:: Instructions to follow ::
Reproduce, with no alteration, the span of lines that begins at the line containing "async fn buffered_responses_propagate_render_failures()" and ends at the last line of the records, both ends included, and nothing else.

:: Stored data ::
********

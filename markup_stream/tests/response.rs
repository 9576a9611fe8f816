use futures::StreamExt;
use http::{header, HeaderValue, StatusCode};
use markup_stream::{
    render_to_response, ElementNode, Node, RenderMode, ResponseBody, ResponseOptions,
};
use std::time::Duration;

#[tokio::test]
async fn buffered_responses_carry_the_whole_document() {
    let response = render_to_response(
        ElementNode::new("p").child("hi"),
        ResponseOptions::default(),
    )
    .await
    .unwrap();

    assert_eq!(response.status(), StatusCode::OK);
    assert_eq!(
        response.headers()[header::CONTENT_TYPE],
        "text/html; charset=utf-8"
    );
    match response.into_body() {
        ResponseBody::Full(body) => assert_eq!(body, "<p>hi</p>"),
        ResponseBody::Stream(_) => panic!("expected a buffered body"),
    }
}

#[tokio::test]
async fn xml_mode_selects_the_xml_content_type() {
    let response = render_to_response(
        ElementNode::new("feed").child("x"),
        ResponseOptions {
            mode: RenderMode::Xml,
            ..ResponseOptions::default()
        },
    )
    .await
    .unwrap();

    assert_eq!(
        response.headers()[header::CONTENT_TYPE],
        "application/xml; charset=utf-8"
    );
}

#[tokio::test]
async fn caller_status_and_headers_are_preserved() {
    let mut options = ResponseOptions {
        status: Some(StatusCode::NOT_FOUND),
        ..ResponseOptions::default()
    };
    options.headers.insert(
        header::CONTENT_TYPE,
        HeaderValue::from_static("text/plain"),
    );
    options
        .headers
        .insert(header::CACHE_CONTROL, HeaderValue::from_static("no-store"));

    let response = render_to_response(ElementNode::new("p").child("gone"), options)
        .await
        .unwrap();

    assert_eq!(response.status(), StatusCode::NOT_FOUND);
    assert_eq!(response.headers()[header::CONTENT_TYPE], "text/plain");
    assert_eq!(response.headers()[header::CACHE_CONTROL], "no-store");
}

#[tokio::test]
async fn streaming_responses_yield_chunks() {
    let view = Node::sequence([
        "start".into(),
        Node::pending(async {
            tokio::time::sleep(Duration::from_millis(5)).await;
            Node::text("-end")
        }),
    ]);

    let response = render_to_response(
        view,
        ResponseOptions {
            streaming: true,
            ..ResponseOptions::default()
        },
    )
    .await
    .unwrap();

    let mut body = response.into_body();
    assert!(matches!(body, ResponseBody::Stream(_)));
    let mut out = String::new();
    while let Some(chunk) = body.next().await {
        out.push_str(&chunk.unwrap());
    }
    assert_eq!(out, "start-end");
}

#[tokio::test]
async fn buffered_responses_propagate_render_failures() {
    let view = ElementNode::new("br").child("x");
    let error = render_to_response(view, ResponseOptions::default())
        .await
        .unwrap_err();
    assert_eq!(error.kind(), markup_stream::ErrorKind::AttributeType);
}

********

:: Completed task ::
async fn buffered_responses_propagate_render_failures() {
    let view = ElementNode::new("br").child("x");
    let error = render_to_response(view, ResponseOptions::default())
        .await
        .unwrap_err();
    assert_eq!(error.kind(), markup_stream::ErrorKind::AttributeType);
}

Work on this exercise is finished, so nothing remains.